The second part of the poem is as abstract as the first part is imaginable. Unlike the ant whose operation seems owning to an instinctual programing rather than a conscious act, the second part of the poem falls into a realm of will and choice where one can “Look / wider and farther.” And see abundance of wheat stacks and be able to understand that it is unnecessary to substitute the portion for the whole, for one is not an instinctual insect but a human being whose function is much more complex because “The essence of every human being can see, and what that essence-eye takes / in, the being becomes.” Be it as awe inspiring as “Saturn” or as wise and wealthy as “Solomon.”
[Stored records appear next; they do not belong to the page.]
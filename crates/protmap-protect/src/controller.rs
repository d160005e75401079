// Copyright (c) 2025-2026 Federico Hoerth <memparanoid@gmail.com>
// SPDX-License-Identifier: GPL-3.0-only
// See LICENSE in the repository root for full license text.

//! ProtectionController - map-checked `mprotect`.
//!
//! A change is only issued after the memory map confirms the address is
//! mapped. `mprotect` failures are fatal: the process exits.

use std::io::{self, Write};

use log::debug;
use protmap_maps::{MapsConfig, Permissions, RegionLookup};

use crate::error::ProtectError;
use crate::page::{PageProtectionRequest, PageSpan, page_size};
use crate::protection::Protection;
use crate::signal_safe;

/// Outcome of a successful protection change.
#[derive(Debug, Clone, Copy, PartialEq, Eq)]
pub struct ProtectionChange {
    /// Span passed to `mprotect`.
    pub span: PageSpan,
    /// Permissions of the region before the change.
    pub previous: Permissions,
    /// Permissions reported by the map after the change.
    pub current: Option<Permissions>,
}

/// Changes page protections of the calling process.
///
/// Every change looks the address up in the memory map of the calling
/// process first, and again afterwards for verification. The pid is read at
/// each lookup, so a controller carried across `fork` follows the child. Both lookups print their diagnostics
/// to the controller's output.
#[derive(Debug)]
pub struct ProtectionController<W = io::Stdout> {
    lookup: RegionLookup<W>,
    page_size: usize,
}

impl ProtectionController<io::Stdout> {
    /// Creates a controller printing to standard output.
    pub fn new(config: MapsConfig) -> Self {
        Self::with_output(config, io::stdout())
    }

    /// Applies `protection` from inside a signal handler.
    ///
    /// Skips the map lookups, which allocate. Output goes through `write(2)`
    /// from a stack buffer. Exits the process with `EXIT_FAILURE` if the span
    /// is invalid or `mprotect` fails.
    pub fn restore_in_handler(
        address: usize,
        length: usize,
        protection: Protection,
        page_size: usize,
    ) {
        let span = match PageProtectionRequest::new(address, length, protection).span(page_size) {
            Ok(span) => span,
            Err(error) => {
                signal_safe::report_error(&error);
                exit_failure();
            }
        };

        if let Err(ProtectError::Mprotect { source, .. }) = mprotect(span, protection) {
            signal_safe::report_mprotect_failure(span, protection, source.raw_os_error());
            exit_failure();
        }

        signal_safe::report_applied(span, protection);
    }
}

impl<W: Write> ProtectionController<W> {
    /// Creates a controller printing to `out`.
    pub fn with_output(config: MapsConfig, out: W) -> Self {
        Self {
            lookup: RegionLookup::with_output(config, out),
            page_size: page_size(),
        }
    }

    /// Overrides the page size used for alignment.
    pub fn with_page_size(mut self, page_size: usize) -> Self {
        self.page_size = page_size;
        self
    }

    /// Page size used for alignment.
    pub fn page_size(&self) -> usize {
        self.page_size
    }

    /// The lookup used before and after each change.
    pub fn lookup_mut(&mut self) -> &mut RegionLookup<W> {
        &mut self.lookup
    }

    /// Consumes the controller, returning its output.
    pub fn into_output(self) -> W {
        self.lookup.into_output()
    }

    /// Applies `protection` to the pages covering `[address, address + length)`.
    ///
    /// Returns an error, without touching any page, when the address is not
    /// mapped. Exits the process with `EXIT_FAILURE` if `mprotect` fails.
    pub fn change_protection(
        &mut self,
        address: usize,
        length: usize,
        protection: Protection,
    ) -> Result<ProtectionChange, ProtectError> {
        match self.try_change_protection(address, length, protection) {
            Ok(change) => Ok(change),
            Err(error @ ProtectError::Mprotect { .. }) => fatal(&error),
            Err(error) => {
                eprintln!("protect: {error}. Aborting...");
                Err(error)
            }
        }
    }

    /// Same as [`Self::change_protection`], but returns `mprotect` failures
    /// instead of exiting.
    pub fn try_change_protection(
        &mut self,
        address: usize,
        length: usize,
        protection: Protection,
    ) -> Result<ProtectionChange, ProtectError> {
        let span = PageProtectionRequest::new(address, length, protection).span(self.page_size)?;

        let previous = self
            .lookup
            .find(std::process::id(), address)
            .ok_or(ProtectError::RegionNotFound { address })?
            .permissions;

        debug!(
            "{address:#x} is {previous}, applying {protection} to {:#x}..{:#x}",
            span.start,
            span.end()
        );

        mprotect(span, protection)?;

        let out = self.lookup.output_mut();
        let _ = writeln!(
            out,
            "Applied \"{protection}\" to: {:#x} → {:#x}",
            span.start,
            span.last()
        );
        let _ = writeln!(out, "Checking: {address:#x}");

        let current = self
            .lookup
            .find(std::process::id(), address)
            .map(|record| record.permissions);

        Ok(ProtectionChange {
            span,
            previous,
            current,
        })
    }
}

fn mprotect(span: PageSpan, protection: Protection) -> Result<(), ProtectError> {
    let failed =
        unsafe { libc::mprotect(span.start as *mut libc::c_void, span.len, protection.bits()) } != 0;

    if failed {
        return Err(ProtectError::Mprotect {
            address: span.start,
            length: span.len,
            protection,
            source: io::Error::last_os_error(),
        });
    }

    Ok(())
}

fn fatal(error: &ProtectError) -> ! {
    eprintln!("Error: {error}");
    let _ = io::stdout().flush();
    exit_failure()
}

fn exit_failure() -> ! {
    // _exit skips atexit handlers and destructors that may touch the pages.
    unsafe { libc::_exit(libc::EXIT_FAILURE) }
}
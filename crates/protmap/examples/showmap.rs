// Copyright (c) 2025-2026 Federico Hoerth <memparanoid@gmail.com>
// SPDX-License-Identifier: GPL-3.0-only
// See LICENSE in the repository root for full license text.

//! Protects a heap page read-only, writes to it, and lets the fault handler
//! give write access back.
//!
//! ```text
//! cargo run -p protmap --example showmap
//! ```

use std::alloc::{Layout, alloc_zeroed, dealloc};
use std::process::ExitCode;

use protmap::maps::MapsConfig;
use protmap::protect::handler::{self, FaultPolicy};
use protmap::protect::{Protection, ProtectionController, page_size};

fn main() -> ExitCode {
    let page_size = page_size();

    if let Err(error) = handler::install(libc::SIGSEGV, FaultPolicy::default()) {
        eprintln!("Error: {error}");
        return ExitCode::FAILURE;
    }

    let Ok(layout) = Layout::from_size_align(page_size, page_size) else {
        eprintln!("Error: Couldn't build page layout!");
        return ExitCode::FAILURE;
    };

    let page = unsafe { alloc_zeroed(layout) };
    if page.is_null() {
        eprintln!("Error: Couldn't allocate aligned page!");
        return ExitCode::FAILURE;
    }

    let mut controller = ProtectionController::new(MapsConfig::default());
    if controller
        .change_protection(page as usize, page_size, Protection::READ)
        .is_err()
    {
        unsafe { dealloc(page, layout) };
        return ExitCode::FAILURE;
    }

    let value = page.cast::<i32>();
    unsafe { value.write_volatile(5) };

    println!("p = {}", unsafe { value.read_volatile() });
    println!("faults handled: {}", handler::fault_count());

    unsafe { dealloc(page, layout) };
    ExitCode::SUCCESS
}
// Copyright (c) 2025-2026 Federico Hoerth <memparanoid@gmail.com>
// SPDX-License-Identifier: GPL-3.0-only
// See LICENSE in the repository root for full license text.

//! # protmap
//!
//! Reads a process memory map, finds the region holding an address and
//! changes the protection of the pages behind it, recovering from the
//! resulting access violations with a `SIGSEGV` handler.
//!
//! - [`maps`]: `/proc/<pid>/maps` parsing and region lookup.
//! - [`protect`]: map-checked `mprotect` and the fault recovery handler.
//!
//! # Example
//!
//! ```rust,no_run
//! use protmap::maps::MapsConfig;
//! use protmap::protect::{Protection, ProtectionController, handler};
//!
//! handler::install(libc::SIGSEGV, handler::FaultPolicy::default())?;
//!
//! let mut controller = ProtectionController::new(MapsConfig::default());
//! let buffer = vec![0i32; 4096];
//! let address = buffer.as_ptr() as usize;
//!
//! controller.change_protection(address, 4, Protection::READ)?;
//!
//! // Faults, the handler grants write access back, the write goes through.
//! unsafe { (address as *mut i32).write_volatile(5) };
//! # Ok::<(), Box<dyn std::error::Error>>(())
//! ```

pub use protmap_maps as maps;
pub use protmap_protect as protect;
// Copyright (c) 2025-2026 Federico Hoerth <memparanoid@gmail.com>
// SPDX-License-Identifier: GPL-3.0-only
// See LICENSE in the repository root for full license text.

//! Page protection changes driven by the process memory map, with SIGSEGV
//! recovery.
//!
//! # Components
//!
//! - [`ProtectionController`]: looks up the region containing an address,
//!   applies `mprotect` to the page-aligned span covering
//!   `[address, address + length)`, then reports the resulting permissions.
//! - [`handler`]: a `SA_SIGINFO` fault handler that reports the faulting
//!   instruction and data address, then grants write access back to the
//!   faulting page.
//!
//! # Failure policy
//!
//! A region that cannot be found aborts the change without touching the
//! page. A failing `mprotect` means the process' view of its own memory is
//! inconsistent: the error is reported and the process exits with
//! `EXIT_FAILURE`. Use [`ProtectionController::try_change_protection`] to
//! receive the error instead.
//!
//! # Example
//!
//! ```rust,no_run
//! use protmap_maps::MapsConfig;
//! use protmap_protect::{Protection, ProtectionController, handler};
//!
//! handler::install(libc::SIGSEGV, handler::FaultPolicy::default())?;
//!
//! let mut controller = ProtectionController::new(MapsConfig::default());
//! let page = vec![0u8; controller.page_size() * 2];
//! let address = page.as_ptr() as usize;
//!
//! controller.change_protection(address, 1, Protection::READ)?;
//! # Ok::<(), Box<dyn std::error::Error>>(())
//! ```

#![warn(missing_docs)]
#![warn(unsafe_op_in_unsafe_fn)]

#[cfg(test)]
mod tests;

mod context;
mod controller;
mod error;
mod page;
mod protection;
mod signal_safe;

pub mod handler;

pub use controller::{ProtectionChange, ProtectionController};
pub use error::{HandlerError, ProtectError};
pub use page::{FALLBACK_PAGE_SIZE, PageProtectionRequest, PageSpan, page_size};
pub use protection::Protection;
Where the human’s heart rests, therefore, differs from where the insect’s does. Hence knowing the human heart requires more effort. Perhaps it is for this reason that the poem gets more complex in the last lines: “The ocean pours / through a jar, and you might say it / swims inside the fish!” And this is precisely the reason why I hesitated to write this commentary. I do find Rumi challenging to comprehend. But what is the point of life if not to attempt writing commentaries on seemingly simple words that nevertheless puts one's intellect into a nice whirlwind? So if you too are wondering what “The ocean pours / through a jar, and you might say it / swims inside the fish!” means, I like to say, you are not alone, friend. I too am wondering what this means so, cheers! And yes, I must admit, that I am a little relieved that the lines are followed by “The mystery gives peace to your / longing and makes the road home home.” Not because these lines are any clearer, but because it defines that which it speaks of as a “mystery” which is consoling to my lack of understanding.